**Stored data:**
//! CPU raster surface.
//!
//! Pixels are premultiplied RGBA floats composited with source-over. Shapes
//! are anti-aliased by analytic coverage: discs and lines from the distance
//! to their edge, polygons by a non-zero winding scanline with four vertical
//! subsamples per row and exact horizontal span coverage.

use glam::Vec2;
use image::{Rgba as ImagePixel, RgbaImage};

use crate::color::Rgba;
use crate::error::FolioError;
use crate::paint::{sample_stops, GradientStop, Painter};

const MAX_EDGE: u32 = 8192;
const SUBSAMPLES: usize = 4;

#[derive(Clone, Debug)]
pub struct Pixmap {
    width: u32,
    height: u32,
    /// Logical-to-pixel scale applied to every drawing call (device pixel ratio).
    scale: f32,
    data: Vec<[f32; 4]>,
}

impl Pixmap {
    pub fn new(width: u32, height: u32) -> Result<Self, FolioError> {
        if width == 0 || height == 0 || width > MAX_EDGE || height > MAX_EDGE {
            return Err(FolioError::InvalidDimensions {
                width: width as f32,
                height: height as f32,
            });
        }
        Ok(Self {
            width,
            height,
            scale: 1.0,
            data: vec![[0.0; 4]; (width * height) as usize],
        })
    }

    pub fn with_scale(mut self, scale: f32) -> Self {
        self.set_scale(scale);
        self
    }

    pub fn set_scale(&mut self, scale: f32) {
        if scale.is_finite() && scale > 0.0 {
            self.scale = scale;
        }
    }

    pub fn width(&self) -> u32 {
        self.width
    }

    pub fn height(&self) -> u32 {
        self.height
    }

    /// Straight-alpha color of one pixel.
    pub fn pixel(&self, x: u32, y: u32) -> Option<Rgba> {
        if x >= self.width || y >= self.height {
            return None;
        }
        let [r, g, b, a] = self.data[(y * self.width + x) as usize];
        if a <= 0.0 {
            return Some(Rgba::TRANSPARENT);
        }
        Some(Rgba::new(r / a, g / a, b / a, a))
    }

    /// True if no pixel has any coverage.
    pub fn is_blank(&self) -> bool {
        self.data.iter().all(|p| p[3] <= 0.0)
    }

    /// Converts to a straight-alpha 8-bit image.
    pub fn to_image(&self) -> RgbaImage {
        RgbaImage::from_fn(self.width, self.height, |x, y| {
            let c = self.pixel(x, y).unwrap_or(Rgba::TRANSPARENT);
            ImagePixel(c.to_rgba8())
        })
    }

    fn blend(&mut self, x: i64, y: i64, color: Rgba, coverage: f32) {
        if x < 0 || y < 0 || x >= self.width as i64 || y >= self.height as i64 {
            return;
        }
        let a = (color.a * coverage).clamp(0.0, 1.0);
        if a <= 0.0 {
            return;
        }
        let dst = &mut self.data[(y as u64 * self.width as u64 + x as u64) as usize];
        let keep = 1.0 - a;
        dst[0] = color.r * a + dst[0] * keep;
        dst[1] = color.g * a + dst[1] * keep;
        dst[2] = color.b * a + dst[2] * keep;
        dst[3] = a + dst[3] * keep;
    }

    /// Pixel bounds of a logical-space box, clipped to the surface.
    fn pixel_bounds(&self, min: Vec2, max: Vec2) -> Option<(i64, i64, i64, i64)> {
        let x0 = (min.x.floor() as i64).max(0);
        let y0 = (min.y.floor() as i64).max(0);
        let x1 = (max.x.ceil() as i64).min(self.width as i64);
        let y1 = (max.y.ceil() as i64).min(self.height as i64);
        (x0 < x1 && y0 < y1).then_some((x0, y0, x1, y1))
    }

    /// Shared body for flat and gradient discs; `color_at` receives the
    /// normalised distance from the center.
    fn fill_disc(&mut self, center: Vec2, radius: f32, color_at: impl Fn(f32) -> Rgba) {
        let center = center * self.scale;
        let radius = radius * self.scale;
        if !(radius > 0.0) || !center.is_finite() {
            return;
        }
        let reach = Vec2::splat(radius + 1.0);
        let Some((x0, y0, x1, y1)) = self.pixel_bounds(center - reach, center + reach) else {
            return;
        };
        for y in y0..y1 {
            for x in x0..x1 {
                let d = Vec2::new(x as f32 + 0.5, y as f32 + 0.5).distance(center);
                let coverage = (radius + 0.5 - d).clamp(0.0, 1.0);
                if coverage > 0.0 {
                    self.blend(x, y, color_at((d / radius).min(1.0)), coverage);
                }
            }
        }
    }

    /// Fills polygons (closed implicitly) using the non-zero winding rule.
    pub fn fill_polygons(&mut self, contours: &[Vec<Vec2>], color: Rgba) {
        let scale = self.scale;
        let mut edges: Vec<(Vec2, Vec2)> = Vec::new();
        let mut min = Vec2::splat(f32::INFINITY);
        let mut max = Vec2::splat(f32::NEG_INFINITY);
        for contour in contours {
            if contour.len() < 3 {
                continue;
            }
            for (i, &a) in contour.iter().enumerate() {
                let b = contour[(i + 1) % contour.len()];
                let (a, b) = (a * scale, b * scale);
                if !(a.is_finite() && b.is_finite()) {
                    continue;
                }
                min = min.min(a.min(b));
                max = max.max(a.max(b));
                if a.y != b.y {
                    edges.push((a, b));
                }
            }
        }
        let Some((x0, y0, x1, y1)) = self.pixel_bounds(min, max) else {
            return;
        };

        let span_width = (x1 - x0) as usize;
        let mut coverage = vec![0.0f32; span_width];
        let mut crossings: Vec<(f32, i32)> = Vec::new();
        let weight = 1.0 / SUBSAMPLES as f32;

        for y in y0..y1 {
            coverage.iter_mut().for_each(|c| *c = 0.0);
            for s in 0..SUBSAMPLES {
                let sy = y as f32 + (s as f32 + 0.5) * weight;
                crossings.clear();
                for &(a, b) in &edges {
                    let (top, bottom, dir) = if a.y < b.y { (a, b, 1) } else { (b, a, -1) };
                    if sy < top.y || sy >= bottom.y {
                        continue;
                    }
                    let t = (sy - top.y) / (bottom.y - top.y);
                    crossings.push((top.x + (bottom.x - top.x) * t, dir));
                }
                crossings.sort_by(|l, r| l.0.total_cmp(&r.0));

                let mut winding = 0;
                let mut start = 0.0;
                for &(x, dir) in &crossings {
                    let was_inside = winding != 0;
                    winding += dir;
                    let is_inside = winding != 0;
                    if !was_inside && is_inside {
                        start = x;
                    } else if was_inside && !is_inside {
                        accumulate_span(&mut coverage, x0, start, x, weight);
                    }
                }
            }
            for (i, &c) in coverage.iter().enumerate() {
                if c > 0.0 {
                    self.blend(x0 + i as i64, y, color, c.min(1.0));
                }
            }
        }
    }
}

/// Adds the horizontal overlap of `[from, to)` with each pixel of the row.
fn accumulate_span(row: &mut [f32], origin: i64, from: f32, to: f32, weight: f32) {
    let from = from - origin as f32;
    let to = to - origin as f32;
    let len = row.len() as f32;
    let (from, to) = (from.clamp(0.0, len), to.clamp(0.0, len));
    if to <= from {
        return;
    }
    let first = from.floor() as usize;
    let last = (to.ceil() as usize).min(row.len());
    for (px, cell) in row.iter_mut().enumerate().take(last).skip(first) {
        let left = (px as f32).max(from);
        let right = (px as f32 + 1.0).min(to);
        if right > left {
            *cell += (right - left) * weight;
        }
    }
}

impl Painter for Pixmap {
    fn clear(&mut self) {
        self.data.iter_mut().for_each(|p| *p = [0.0; 4]);
    }

    fn fill_circle(&mut self, center: Vec2, radius: f32, color: Rgba) {
        self.fill_disc(center, radius, |_| color);
    }

    fn fill_radial(&mut self, center: Vec2, radius: f32, stops: &[GradientStop]) {
        self.fill_disc(center, radius, |t| sample_stops(stops, t));
    }

    fn fill_rect(&mut self, origin: Vec2, size: Vec2, color: Rgba) {
        let min = origin * self.scale;
        let max = (origin + size) * self.scale;
        let Some((x0, y0, x1, y1)) = self.pixel_bounds(min, max) else {
            return;
        };
        for y in y0..y1 {
            let cover_y = ((y + 1) as f32).min(max.y) - (y as f32).max(min.y);
            for x in x0..x1 {
                let cover_x = ((x + 1) as f32).min(max.x) - (x as f32).max(min.x);
                self.blend(x, y, color, (cover_x * cover_y).clamp(0.0, 1.0));
            }
        }
    }

    fn stroke_gradient_line(
        &mut self,
        from: Vec2,
        to: Vec2,
        from_color: Rgba,
        to_color: Rgba,
        width: f32,
    ) {
        let a = from * self.scale;
        let b = to * self.scale;
        let half = (width * self.scale * 0.5).max(0.5);
        if !(a.is_finite() && b.is_finite()) {
            return;
        }
        let reach = Vec2::splat(half + 1.0);
        let Some((x0, y0, x1, y1)) = self.pixel_bounds(a.min(b) - reach, a.max(b) + reach) else {
            return;
        };
        let ab = b - a;
        let len_sq = ab.length_squared();
        for y in y0..y1 {
            for x in x0..x1 {
                let p = Vec2::new(x as f32 + 0.5, y as f32 + 0.5);
                let t = if len_sq > 0.0 {
                    ((p - a).dot(ab) / len_sq).clamp(0.0, 1.0)
                } else {
                    0.0
                };
                let d = p.distance(a + ab * t);
                let coverage = (half + 0.5 - d).clamp(0.0, 1.0);
                if coverage > 0.0 {
                    self.blend(x, y, from_color.lerp(to_color, t), coverage);
                }
            }
        }
    }
}

#[cfg(test)]
mod tests {
    use super::*;

    #[test]
    fn rejects_zero_sized_surfaces() {
        assert!(Pixmap::new(0, 10).is_err());
        assert!(Pixmap::new(10, 0).is_err());
        assert!(Pixmap::new(1, 1).is_ok());
    }

    #[test]
    fn opaque_circle_covers_center_not_corner() {
        let mut pm = Pixmap::new(20, 20).unwrap();
        pm.fill_circle(Vec2::new(10.0, 10.0), 5.0, Rgba::WHITE);
        assert_eq!(pm.pixel(10, 10).unwrap(), Rgba::WHITE);
        assert_eq!(pm.pixel(0, 0).unwrap(), Rgba::TRANSPARENT);
    }

    #[test]
    fn source_over_accumulates_alpha() {
        let mut pm = Pixmap::new(4, 4).unwrap();
        let half = Rgba::WHITE.with_alpha(0.5);
        pm.fill_rect(Vec2::ZERO, Vec2::splat(4.0), half);
        pm.fill_rect(Vec2::ZERO, Vec2::splat(4.0), half);
        let a = pm.pixel(1, 1).unwrap().a;
        assert!((a - 0.75).abs() < 1e-6);
    }

    #[test]
    fn gradient_line_blends_along_its_length() {
        let mut pm = Pixmap::new(100, 3).unwrap();
        let red = Rgba::new(1.0, 0.0, 0.0, 1.0);
        let blue = Rgba::new(0.0, 0.0, 1.0, 1.0);
        pm.stroke_gradient_line(Vec2::new(0.0, 1.5), Vec2::new(100.0, 1.5), red, blue, 1.0);
        let left = pm.pixel(2, 1).unwrap();
        let right = pm.pixel(97, 1).unwrap();
        let middle = pm.pixel(50, 1).unwrap();
        assert!(left.r > 0.9 && left.b < 0.1);
        assert!(right.b > 0.9 && right.r < 0.1);
        assert!((middle.r - middle.b).abs() < 0.05);
    }

    #[test]
    fn polygon_fill_covers_interior_with_partial_edges() {
        let mut pm = Pixmap::new(10, 10).unwrap();
        let square = vec![
            Vec2::new(2.5, 2.0),
            Vec2::new(7.5, 2.0),
            Vec2::new(7.5, 8.0),
            Vec2::new(2.5, 8.0),
        ];
        pm.fill_polygons(&[square], Rgba::BLACK);
        assert!((pm.pixel(5, 5).unwrap().a - 1.0).abs() < 1e-6);
        assert!((pm.pixel(2, 5).unwrap().a - 0.5).abs() < 1e-6);
        assert_eq!(pm.pixel(0, 5).unwrap().a, 0.0);
        assert_eq!(pm.pixel(5, 9).unwrap().a, 0.0);
    }

    #[test]
    fn non_zero_rule_keeps_same_direction_overlap_filled() {
        let mut pm = Pixmap::new(10, 10).unwrap();
        let outer = vec![
            Vec2::new(0.0, 0.0),
            Vec2::new(10.0, 0.0),
            Vec2::new(10.0, 10.0),
            Vec2::new(0.0, 10.0),
        ];
        // reversed winding punches a hole
        let hole = vec![
            Vec2::new(3.0, 3.0),
            Vec2::new(3.0, 7.0),
            Vec2::new(7.0, 7.0),
            Vec2::new(7.0, 3.0),
        ];
        pm.fill_polygons(&[outer, hole], Rgba::WHITE);
        assert_eq!(pm.pixel(5, 5).unwrap().a, 0.0);
        assert!((pm.pixel(1, 1).unwrap().a - 1.0).abs() < 1e-6);
    }

    #[test]
    fn scale_maps_logical_to_device_pixels() {
        let mut pm = Pixmap::new(20, 20).unwrap().with_scale(2.0);
        pm.fill_rect(Vec2::new(5.0, 5.0), Vec2::new(1.0, 1.0), Rgba::WHITE);
        assert!((pm.pixel(11, 11).unwrap().a - 1.0).abs() < 1e-6);
        assert_eq!(pm.pixel(5, 5).unwrap().a, 0.0);
    }

    #[test]
    fn converts_to_straight_alpha_image() {
        let mut pm = Pixmap::new(2, 2).unwrap();
        pm.fill_rect(Vec2::ZERO, Vec2::splat(2.0), Rgba::new(1.0, 0.0, 0.0, 0.5));
        let img = pm.to_image();
        assert_eq!(img.get_pixel(0, 0).0, [255, 0, 0, 128]);
    }
}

**DESCRIPTION OF THE TASK:** Nothing beyond the lines from the start of the entries through the line with "of one pixel." should appear. Repeat those lines exactly, both ends included.

**ANSWER BOX:**
//! CPU raster surface.
//!
//! Pixels are premultiplied RGBA floats composited with source-over. Shapes
//! are anti-aliased by analytic coverage: discs and lines from the distance
//! to their edge, polygons by a non-zero winding scanline with four vertical
//! subsamples per row and exact horizontal span coverage.

use glam::Vec2;
use image::{Rgba as ImagePixel, RgbaImage};

use crate::color::Rgba;
use crate::error::FolioError;
use crate::paint::{sample_stops, GradientStop, Painter};

const MAX_EDGE: u32 = 8192;
const SUBSAMPLES: usize = 4;

#[derive(Clone, Debug)]
pub struct Pixmap {
    width: u32,
    height: u32,
    /// Logical-to-pixel scale applied to every drawing call (device pixel ratio).
    scale: f32,
    data: Vec<[f32; 4]>,
}

impl Pixmap {
    pub fn new(width: u32, height: u32) -> Result<Self, FolioError> {
        if width == 0 || height == 0 || width > MAX_EDGE || height > MAX_EDGE {
            return Err(FolioError::InvalidDimensions {
                width: width as f32,
                height: height as f32,
            });
        }
        Ok(Self {
            width,
            height,
            scale: 1.0,
            data: vec![[0.0; 4]; (width * height) as usize],
        })
    }

    pub fn with_scale(mut self, scale: f32) -> Self {
        self.set_scale(scale);
        self
    }

    pub fn set_scale(&mut self, scale: f32) {
        if scale.is_finite() && scale > 0.0 {
            self.scale = scale;
        }
    }

    pub fn width(&self) -> u32 {
        self.width
    }

    pub fn height(&self) -> u32 {
        self.height
    }

    /// Straight-alpha color of one pixel.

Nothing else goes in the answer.